Resurgence and Reinvention

During the late ‘70s, Santana toured and recorded both solo and with the band, but his popularity waned as commercial audiences became less interested in jazz-rock fusion music. Nevertheless, Santana earned critical acclaim throughout the 1980s. For his 1987 solo album Blues for Salvador, which was dedicated to his son Salvador, he earned his first Grammy Award for Best Rock Instrumental Performance. And he made a series of guest appearances with the Weather Report, jazz pianist McCoy Tyner, blues legend John Lee Hooker, Aretha Franklin, and West African singer Salif Keita. He also toured extensively, playing in sold out auditoriums and on tours such as LiveAid (1985) and Amnesty International (1986).
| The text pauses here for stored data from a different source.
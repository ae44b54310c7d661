use thiserror::Error;

use crate::geometry::BBox;

/// A single raw detector output.
#[derive(Debug, Clone, Copy, PartialEq)]
pub struct Detection {
    /// Bounding box in TLBR format (x1, y1, x2, y2)
    pub bbox: BBox,
    /// Class index in the detector's class-name table
    pub class_id: u32,
    /// Detection confidence score in `[0, 1]`
    pub confidence: f32,
}

impl Detection {
    pub fn new(x1: f32, y1: f32, x2: f32, y2: f32, class_id: u32, confidence: f32) -> Self {
        Self {
            bbox: BBox::new(x1, y1, x2, y2),
            class_id,
            confidence,
        }
    }

    pub fn from_bbox(bbox: BBox, class_id: u32, confidence: f32) -> Self {
        Self {
            bbox,
            class_id,
            confidence,
        }
    }
}

/// Parallel sequences did not have the same length.
#[derive(Debug, Clone, Copy, PartialEq, Eq, Error)]
#[error(
    "detection sequences differ in length: {boxes} boxes, {classes} classes, {confidences} confidences"
)]
pub struct ShapeError {
    pub boxes: usize,
    pub classes: usize,
    pub confidences: usize,
}

impl ShapeError {
    pub(crate) fn check(boxes: usize, classes: usize, confidences: usize) -> Result<(), Self> {
        if boxes == classes && classes == confidences {
            Ok(())
        } else {
            Err(Self {
                boxes,
                classes,
                confidences,
            })
        }
    }
}

/// One frame of detector output as parallel boxes, class ids and confidences.
///
/// The three sequences always have the same length; [`RawDetections::new`]
/// is the only place that accepts them separately and it rejects mismatches.
#[derive(Debug, Clone, Default, PartialEq)]
pub struct RawDetections {
    boxes: Vec<BBox>,
    class_ids: Vec<u32>,
    confidences: Vec<f32>,
}

impl RawDetections {
    pub fn new(
        boxes: Vec<BBox>,
        class_ids: Vec<u32>,
        confidences: Vec<f32>,
    ) -> Result<Self, ShapeError> {
        ShapeError::check(boxes.len(), class_ids.len(), confidences.len())?;
        Ok(Self {
            boxes,
            class_ids,
            confidences,
        })
    }

    pub fn from_detections(detections: &[Detection]) -> Self {
        Self {
            boxes: detections.iter().map(|d| d.bbox).collect(),
            class_ids: detections.iter().map(|d| d.class_id).collect(),
            confidences: detections.iter().map(|d| d.confidence).collect(),
        }
    }

    pub fn len(&self) -> usize {
        self.boxes.len()
    }

    pub fn is_empty(&self) -> bool {
        self.boxes.is_empty()
    }

    pub fn boxes(&self) -> &[BBox] {
        &self.boxes
    }

    pub fn class_ids(&self) -> &[u32] {
        &self.class_ids
    }

    pub fn confidences(&self) -> &[f32] {
        &self.confidences
    }

    pub fn iter(&self) -> impl Iterator<Item = (&BBox, u32, f32)> + '_ {
        self.boxes
            .iter()
            .zip(self.class_ids.iter().copied())
            .zip(self.confidences.iter().copied())
            .map(|((bbox, class_id), confidence)| (bbox, class_id, confidence))
    }
}

/// Detections of the target class above the confidence threshold, as
/// parallel boxes and confidences in detector order.
#[derive(Debug, Clone, Default, PartialEq)]
pub struct FilteredDetections {
    boxes: Vec<BBox>,
    confidences: Vec<f32>,
}

impl FilteredDetections {
    pub fn new() -> Self {
        Self::default()
    }

    pub fn push(&mut self, bbox: BBox, confidence: f32) {
        self.boxes.push(bbox);
        self.confidences.push(confidence);
    }

    pub fn len(&self) -> usize {
        self.boxes.len()
    }

    pub fn is_empty(&self) -> bool {
        self.boxes.is_empty()
    }

    pub fn boxes(&self) -> &[BBox] {
        &self.boxes
    }

    pub fn confidences(&self) -> &[f32] {
        &self.confidences
    }

    pub fn iter(&self) -> impl Iterator<Item = (&BBox, f32)> + '_ {
        self.boxes.iter().zip(self.confidences.iter().copied())
    }
}

impl FromIterator<(BBox, f32)> for FilteredDetections {
    fn from_iter<I: IntoIterator<Item = (BBox, f32)>>(iter: I) -> Self {
        let mut filtered = Self::new();
        for (bbox, confidence) in iter {
            filtered.push(bbox, confidence);
        }
        filtered
    }
}

#[cfg(test)]
mod tests {
    use super::*;

    #[test]
    fn test_raw_detections_rejects_mismatch() {
        let err = RawDetections::new(
            vec![BBox::new(0.0, 0.0, 1.0, 1.0)],
            vec![2, 2],
            vec![0.9],
        )
        .unwrap_err();
        assert_eq!(err.boxes, 1);
        assert_eq!(err.classes, 2);
        assert_eq!(err.confidences, 1);
    }

    #[test]
    fn test_from_detections_keeps_order() {
        let dets = [
            Detection::new(0.0, 0.0, 1.0, 1.0, 2, 0.9),
            Detection::new(5.0, 5.0, 6.0, 6.0, 7, 0.4),
        ];
        let raw = RawDetections::from_detections(&dets);
        assert_eq!(raw.len(), 2);
        assert_eq!(raw.class_ids(), &[2, 7]);
        assert_eq!(raw.confidences(), &[0.9, 0.4]);
    }
}
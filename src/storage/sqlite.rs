//! SQLite-backed tracking store.

use std::path::Path;

use rusqlite::{Connection, OpenFlags, Row, params};
use thiserror::Error;
use tracing::debug;

use super::TrackingStore;
use crate::association::TrackingRecord;

/// Database file used when none is configured.
pub const DEFAULT_DATABASE: &str = "tracking_data.db";

const CREATE_TABLE: &str = "
    CREATE TABLE IF NOT EXISTS tracking_data (
        frame_number INTEGER,
        object_id INTEGER,
        x1 INTEGER,
        y1 INTEGER,
        x2 INTEGER,
        y2 INTEGER,
        confidence REAL
    )";

const INSERT_RECORD: &str = "
    INSERT INTO tracking_data (frame_number, object_id, x1, y1, x2, y2, confidence)
    VALUES (?1, ?2, ?3, ?4, ?5, ?6, ?7)";

const SELECT_ALL: &str = "
    SELECT frame_number, object_id, x1, y1, x2, y2, confidence
    FROM tracking_data ORDER BY rowid";

const SELECT_FOR_OBJECT: &str = "
    SELECT frame_number, object_id, x1, y1, x2, y2, confidence
    FROM tracking_data WHERE object_id = ?1 ORDER BY rowid";

#[derive(Debug, Error)]
pub enum StorageError {
    #[error("sqlite error: {0}")]
    Sqlite(#[from] rusqlite::Error),

    #[error("{column} value {value} does not fit in a SQLite INTEGER")]
    OutOfRange { column: &'static str, value: u64 },
}

/// Tracking store over a single `tracking_data` table.
///
/// Each `insert_batch` runs in its own transaction, so a failed flush leaves
/// no partial rows behind.
#[derive(Debug)]
pub struct SqliteStore {
    conn: Connection,
}

impl SqliteStore {
    /// Open (or create) a database file and make sure the table exists.
    pub fn open(path: impl AsRef<Path>) -> Result<Self, StorageError> {
        Self::with_connection(Connection::open(path)?)
    }

    /// Open an existing database without write access, for reporting.
    pub fn open_read_only(path: impl AsRef<Path>) -> Result<Self, StorageError> {
        let flags = OpenFlags::SQLITE_OPEN_READ_ONLY | OpenFlags::SQLITE_OPEN_NO_MUTEX;
        Ok(Self {
            conn: Connection::open_with_flags(path, flags)?,
        })
    }

    pub fn open_in_memory() -> Result<Self, StorageError> {
        Self::with_connection(Connection::open_in_memory()?)
    }

    fn with_connection(conn: Connection) -> Result<Self, StorageError> {
        conn.execute(CREATE_TABLE, [])?;
        Ok(Self { conn })
    }

    /// Names of all tables in the database.
    pub fn list_tables(&self) -> Result<Vec<String>, StorageError> {
        let mut stmt = self
            .conn
            .prepare("SELECT name FROM sqlite_master WHERE type = 'table' ORDER BY name")?;
        let names = stmt
            .query_map([], |row| row.get(0))?
            .collect::<Result<Vec<String>, _>>()?;
        Ok(names)
    }

    /// Number of stored records.
    pub fn count(&self) -> Result<u64, StorageError> {
        let count: i64 = self
            .conn
            .query_row("SELECT COUNT(*) FROM tracking_data", [], |row| row.get(0))?;
        Ok(count.max(0) as u64)
    }

    /// Close the connection, reporting any error SQLite raises on close.
    pub fn close(self) -> Result<(), StorageError> {
        self.conn.close().map_err(|(_, err)| StorageError::Sqlite(err))
    }

    fn query(&self, sql: &str, object_id: Option<i64>) -> Result<Vec<TrackingRecord>, StorageError> {
        let mut stmt = self.conn.prepare_cached(sql)?;
        let rows = match object_id {
            Some(id) => stmt.query_map([id], record_from_row)?.collect::<Result<Vec<_>, _>>()?,
            None => stmt.query_map([], record_from_row)?.collect::<Result<Vec<_>, _>>()?,
        };
        Ok(rows)
    }
}

impl TrackingStore for SqliteStore {
    type Error = StorageError;

    fn insert_batch(&mut self, records: &[TrackingRecord]) -> Result<(), Self::Error> {
        let tx = self.conn.transaction()?;
        {
            let mut stmt = tx.prepare_cached(INSERT_RECORD)?;
            for record in records {
                stmt.execute(params![
                    to_sql_int("frame_number", record.frame_number)?,
                    to_sql_int("object_id", record.track_id)?,
                    record.x1,
                    record.y1,
                    record.x2,
                    record.y2,
                    record.confidence as f64,
                ])?;
            }
        }
        tx.commit()?;
        debug!(rows = records.len(), "inserted tracking batch");
        Ok(())
    }

    fn fetch_all(&self) -> Result<Vec<TrackingRecord>, Self::Error> {
        self.query(SELECT_ALL, None)
    }

    fn fetch_for_object(&self, object_id: u64) -> Result<Vec<TrackingRecord>, Self::Error> {
        self.query(SELECT_FOR_OBJECT, Some(to_sql_int("object_id", object_id)?))
    }
}

fn to_sql_int(column: &'static str, value: u64) -> Result<i64, StorageError> {
    i64::try_from(value).map_err(|_| StorageError::OutOfRange { column, value })
}

fn record_from_row(row: &Row<'_>) -> rusqlite::Result<TrackingRecord> {
    let frame_number: i64 = row.get(0)?;
    let object_id: i64 = row.get(1)?;
    Ok(TrackingRecord {
        frame_number: u64::try_from(frame_number)
            .map_err(|_| rusqlite::Error::IntegralValueOutOfRange(0, frame_number))?,
        track_id: u64::try_from(object_id)
            .map_err(|_| rusqlite::Error::IntegralValueOutOfRange(1, object_id))?,
        x1: row.get(2)?,
        y1: row.get(3)?,
        x2: row.get(4)?,
        y2: row.get(5)?,
        confidence: row.get::<_, f64>(6)? as f32,
    })
}

#[cfg(test)]
mod tests {
    use super::*;

    fn record(frame_number: u64, track_id: u64, confidence: f32) -> TrackingRecord {
        TrackingRecord {
            frame_number,
            track_id,
            x1: 1,
            y1: 2,
            x2: 30,
            y2: 40,
            confidence,
        }
    }

    #[test]
    fn test_creates_table() {
        let store = SqliteStore::open_in_memory().unwrap();
        assert_eq!(store.list_tables().unwrap(), vec!["tracking_data".to_string()]);
        assert_eq!(store.count().unwrap(), 0);
    }

    #[test]
    fn test_insert_and_fetch_in_insertion_order() {
        let mut store = SqliteStore::open_in_memory().unwrap();
        store
            .insert_batch(&[record(2, 7, 0.9), record(1, 3, 0.8)])
            .unwrap();
        store.insert_batch(&[record(3, 7, 0.75)]).unwrap();

        let all = store.fetch_all().unwrap();
        assert_eq!(all.len(), 3);
        assert_eq!(all[0].frame_number, 2);
        assert_eq!(all[1].frame_number, 1);
        assert_eq!(all[2].frame_number, 3);
        assert!((all[0].confidence - 0.9).abs() < 1e-6);
        assert_eq!((all[0].x1, all[0].y1, all[0].x2, all[0].y2), (1, 2, 30, 40));

        let seven = store.fetch_for_object(7).unwrap();
        assert_eq!(seven.len(), 2);
        assert!(seven.iter().all(|r| r.track_id == 7));
        assert!(store.fetch_for_object(99).unwrap().is_empty());
    }

    #[test]
    fn test_failed_batch_leaves_no_rows() {
        let mut store = SqliteStore::open_in_memory().unwrap();
        let result = store.insert_batch(&[record(1, 1, 0.9), record(2, u64::MAX, 0.9)]);
        assert!(matches!(result, Err(StorageError::OutOfRange { .. })));
        assert_eq!(store.count().unwrap(), 0);
    }

    #[test]
    fn test_empty_batch_is_noop() {
        let mut store = SqliteStore::open_in_memory().unwrap();
        store.insert_batch(&[]).unwrap();
        assert_eq!(store.count().unwrap(), 0);
        store.close().unwrap();
    }
}
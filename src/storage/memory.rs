use std::convert::Infallible;

use super::TrackingStore;
use crate::association::TrackingRecord;

/// In-process store, mainly for tests and dry runs.
#[derive(Debug, Clone, Default)]
pub struct MemoryStore {
    records: Vec<TrackingRecord>,
    insert_calls: usize,
}

impl MemoryStore {
    pub fn new() -> Self {
        Self::default()
    }

    /// Number of `insert_batch` calls received so far.
    pub fn insert_calls(&self) -> usize {
        self.insert_calls
    }

    pub fn len(&self) -> usize {
        self.records.len()
    }

    pub fn is_empty(&self) -> bool {
        self.records.is_empty()
    }

    pub fn records(&self) -> &[TrackingRecord] {
        &self.records
    }
}

impl TrackingStore for MemoryStore {
    type Error = Infallible;

    fn insert_batch(&mut self, records: &[TrackingRecord]) -> Result<(), Self::Error> {
        self.insert_calls += 1;
        self.records.extend_from_slice(records);
        Ok(())
    }

    fn fetch_all(&self) -> Result<Vec<TrackingRecord>, Self::Error> {
        Ok(self.records.clone())
    }

    fn fetch_for_object(&self, object_id: u64) -> Result<Vec<TrackingRecord>, Self::Error> {
        Ok(self
            .records
            .iter()
            .filter(|r| r.track_id == object_id)
            .copied()
            .collect())
    }
}
use serde::{Deserialize, Serialize};

use crate::geometry::BBox;

/// A box with a persistent identity, as reported by the tracker.
#[derive(Debug, Clone, Copy, PartialEq)]
pub struct TrackedObject {
    pub bbox: BBox,
    /// Identity that stays stable across frames for the same object
    pub track_id: u64,
}

impl TrackedObject {
    pub fn new(bbox: BBox, track_id: u64) -> Self {
        Self { bbox, track_id }
    }
}

/// One persisted observation of a tracked object.
///
/// Only produced when a tracked object was matched to a filtered detection,
/// so `confidence` always comes from the detector.
#[derive(Debug, Clone, Copy, PartialEq, Serialize, Deserialize)]
pub struct TrackingRecord {
    /// 1-based frame index
    pub frame_number: u64,
    pub track_id: u64,
    pub x1: i32,
    pub y1: i32,
    pub x2: i32,
    pub y2: i32,
    pub confidence: f32,
}

impl TrackingRecord {
    pub fn new(frame_number: u64, track_id: u64, bbox: &BBox, confidence: f32) -> Self {
        let [x1, y1, x2, y2] = bbox.to_pixels();
        Self {
            frame_number,
            track_id,
            x1,
            y1,
            x2,
            y2,
            confidence,
        }
    }
}
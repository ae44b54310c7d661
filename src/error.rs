//! Pipeline error types.

use std::fmt;

use thiserror::Error;

use crate::association::TrackingRecord;
use crate::recorder::{FlushError, RecorderError};

/// Type-erased error from an external collaborator.
pub type BoxError = Box<dyn std::error::Error + Send + Sync + 'static>;

/// Pipeline stage an error originated from.
#[derive(Debug, Clone, Copy, PartialEq, Eq)]
pub enum Stage {
    Setup,
    VideoOpen,
    Detector,
    Tracker,
    Annotation,
    Storage,
}

impl fmt::Display for Stage {
    fn fmt(&self, f: &mut fmt::Formatter<'_>) -> fmt::Result {
        let name = match self {
            Stage::Setup => "setup",
            Stage::VideoOpen => "video open",
            Stage::Detector => "detector",
            Stage::Tracker => "tracker",
            Stage::Annotation => "annotation",
            Stage::Storage => "storage",
        };
        f.write_str(name)
    }
}

#[derive(Debug, Error)]
pub enum PipelineError {
    #[error("video source error: {0}")]
    Source(#[source] BoxError),

    #[error("detector does not know class `{0}`")]
    UnknownClass(String),

    #[error("detector failed on frame {frame}: {source}")]
    Detector {
        frame: u64,
        #[source]
        source: BoxError,
    },

    #[error("tracker failed on frame {frame}: {source}")]
    Tracker {
        frame: u64,
        #[source]
        source: BoxError,
    },

    #[error("annotating frame {frame} failed: {source}")]
    Annotate {
        frame: u64,
        #[source]
        source: BoxError,
    },

    #[error(transparent)]
    Flush(#[from] FlushError),

    #[error("pipeline has already stopped")]
    Stopped,
}

impl PipelineError {
    /// The stage to blame in user-facing messages.
    pub fn stage(&self) -> Stage {
        match self {
            PipelineError::Source(_) => Stage::VideoOpen,
            PipelineError::UnknownClass(_) | PipelineError::Stopped => Stage::Setup,
            PipelineError::Detector { .. } => Stage::Detector,
            PipelineError::Tracker { .. } => Stage::Tracker,
            PipelineError::Annotate { .. } => Stage::Annotation,
            PipelineError::Flush(_) => Stage::Storage,
        }
    }

    /// Records that never reached storage, if this is a storage failure.
    pub fn pending_records(&self) -> Option<&[TrackingRecord]> {
        match self {
            PipelineError::Flush(err) => Some(&err.pending),
            _ => None,
        }
    }
}

impl From<RecorderError> for PipelineError {
    fn from(err: RecorderError) -> Self {
        match err {
            RecorderError::Flush(err) => PipelineError::Flush(err),
            RecorderError::Drained => PipelineError::Stopped,
        }
    }
}
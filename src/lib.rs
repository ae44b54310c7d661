//! # cartrack-rs
//!
//! Vehicle tracking pipeline. Each frame's detections are filtered down to
//! one class above a confidence threshold, fed to a multi-object tracker, and
//! every tracked object that overlaps a filtered detection is persisted with
//! that detection's confidence. Records are buffered and written to SQLite
//! in atomic batches.
//!
//! ## Quick start
//!
//! ```ignore
//! use cartrack_rs::{
//!     ImageSequenceSource, IouTracker, PipelineConfig, ReplayDetector, SqliteStore,
//!     TrackingPipeline,
//! };
//!
//! let config = PipelineConfig::default();
//! let detector = ReplayDetector::open("detections.jsonl")?;
//! let tracker = IouTracker::new(config.tracker.clone());
//! let store = SqliteStore::open("tracking_data.db")?;
//!
//! let mut pipeline = TrackingPipeline::new(detector, tracker, store, &config)?;
//! let summary = pipeline.run(&mut ImageSequenceSource::new("frames/"))?;
//! println!("{} records from {} frames", summary.records_written, summary.frames_processed);
//! ```

pub mod association;
pub mod backends;
pub mod config;
pub mod detection;
pub mod error;
pub mod geometry;
pub mod history;
pub mod integration;
pub mod recorder;
pub mod report;
pub mod storage;
pub mod tracker;

pub use association::{AssociationStrategy, Associator, TrackedObject, TrackingRecord};
pub use backends::{BoxAnnotator, ImageSequenceSource, ReplayDetector};
pub use config::{ConfigError, PipelineConfig};
pub use detection::{Detection, DetectionBuilder, FilteredDetections, RawDetections, filter_detections};
pub use error::{BoxError, PipelineError, Stage};
pub use geometry::{BBox, intersection_over_union};
pub use history::TrackingHistory;
pub use integration::{
    DetectionSource, Frame, FrameAnnotator, FrameSource, MultiObjectTracker, PipelineState,
    RunSummary, StopHandle, StopReason, TrackingPipeline,
};
pub use recorder::{BatchRecorder, FlushError};
pub use storage::{MemoryStore, SqliteStore, TrackingStore};
pub use tracker::{IouTracker, IouTrackerConfig};
//! Frame source over a directory of numbered image files.

use std::fs;
use std::io;
use std::path::{Path, PathBuf};

use thiserror::Error;
use tracing::debug;

use crate::integration::{Frame, FrameSource};

/// File extensions read as frames, compared case-insensitively.
pub const FRAME_EXTENSIONS: [&str; 4] = ["png", "jpg", "jpeg", "bmp"];

#[derive(Debug, Error)]
pub enum SourceError {
    #[error("video source {} does not exist", .0.display())]
    NotFound(PathBuf),

    #[error("video source {} is empty", .0.display())]
    Empty(PathBuf),

    #[error("video source {} contains no decodable frame", .0.display())]
    NoFrames(PathBuf),

    #[error("failed to read {}: {source}", .path.display())]
    Io {
        path: PathBuf,
        #[source]
        source: io::Error,
    },

    #[error("failed to decode frame {}: {source}", .path.display())]
    Decode {
        path: PathBuf,
        #[source]
        source: image::ImageError,
    },
}

/// Reads the image files of a directory in lexicographic order, or a single
/// image file as a one-frame video.
#[derive(Debug, Clone)]
pub struct ImageSequenceSource {
    path: PathBuf,
    files: Vec<PathBuf>,
    position: usize,
}

impl ImageSequenceSource {
    /// Point the source at `path`. Nothing is read until
    /// [`validate`](FrameSource::validate) or the first frame.
    pub fn new(path: impl Into<PathBuf>) -> Self {
        Self {
            path: path.into(),
            files: Vec::new(),
            position: 0,
        }
    }

    pub fn path(&self) -> &Path {
        &self.path
    }

    /// Frame files found by the last scan.
    pub fn files(&self) -> &[PathBuf] {
        &self.files
    }

    fn scan(&mut self) -> Result<(), SourceError> {
        if !self.path.exists() {
            return Err(SourceError::NotFound(self.path.clone()));
        }

        let files = if self.path.is_dir() {
            let entries = fs::read_dir(&self.path).map_err(|source| SourceError::Io {
                path: self.path.clone(),
                source,
            })?;
            let mut files = Vec::new();
            for entry in entries {
                let entry = entry.map_err(|source| SourceError::Io {
                    path: self.path.clone(),
                    source,
                })?;
                let path = entry.path();
                if path.is_file() && is_frame_file(&path) {
                    files.push(path);
                }
            }
            files.sort();
            files
        } else {
            let len = fs::metadata(&self.path)
                .map_err(|source| SourceError::Io {
                    path: self.path.clone(),
                    source,
                })?
                .len();
            if len == 0 {
                return Err(SourceError::Empty(self.path.clone()));
            }
            vec![self.path.clone()]
        };

        if files.is_empty() {
            return Err(SourceError::Empty(self.path.clone()));
        }
        debug!(path = %self.path.display(), frames = files.len(), "scanned video source");
        self.files = files;
        self.position = 0;
        Ok(())
    }
}

fn is_frame_file(path: &Path) -> bool {
    path.extension()
        .and_then(|ext| ext.to_str())
        .is_some_and(|ext| FRAME_EXTENSIONS.iter().any(|known| ext.eq_ignore_ascii_case(known)))
}

fn decode(path: &Path) -> Result<Frame, SourceError> {
    let image = image::open(path).map_err(|source| SourceError::Decode {
        path: path.to_path_buf(),
        source,
    })?;
    Ok(Frame::new(image.to_rgb8()))
}

impl FrameSource for ImageSequenceSource {
    type Error = SourceError;

    fn validate(&mut self) -> Result<(), Self::Error> {
        self.scan()?;
        let first = self
            .files
            .first()
            .ok_or_else(|| SourceError::Empty(self.path.clone()))?;
        decode(first).map_err(|err| {
            debug!(error = %err, "first frame failed to decode");
            SourceError::NoFrames(self.path.clone())
        })?;
        self.rewind()
    }

    fn rewind(&mut self) -> Result<(), Self::Error> {
        self.position = 0;
        Ok(())
    }

    fn next_frame(&mut self) -> Result<Option<Frame>, Self::Error> {
        if self.files.is_empty() && self.position == 0 {
            self.scan()?;
        }
        let Some(path) = self.files.get(self.position) else {
            return Ok(None);
        };
        let frame = decode(path)?;
        self.position += 1;
        Ok(Some(frame))
    }
}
As the music industry changed and media culture dominated the ‘80s and ‘90s, Santana incorporated more mainstream rock and pop while still retaining the distinctive guitar work and fusion of styles that characterized his earlier work. This culminated in the 1999 release of Supernatural, which highlighted his collaboration with artists such as Rob Thomas of Matchbox Twenty, hip-hop legend Lauryn Hill, Mexican pop band Mana, and fellow guitarist Eric Clapton. Not only was Supernatural a significant comeback for Santana, it also garnered him eight Grammy awards in 2000[1], breaking the record held by Michael Jackson’s Thriller. These included Album of the Year, Best Rock Album, and Song of the Year for “Smooth.” Santana was the first Latino to win Album of the Year.

[1] Santana won in every category, but the award for Song of the Year went to Thomas and Itaal Shur, who wrote “Smooth.”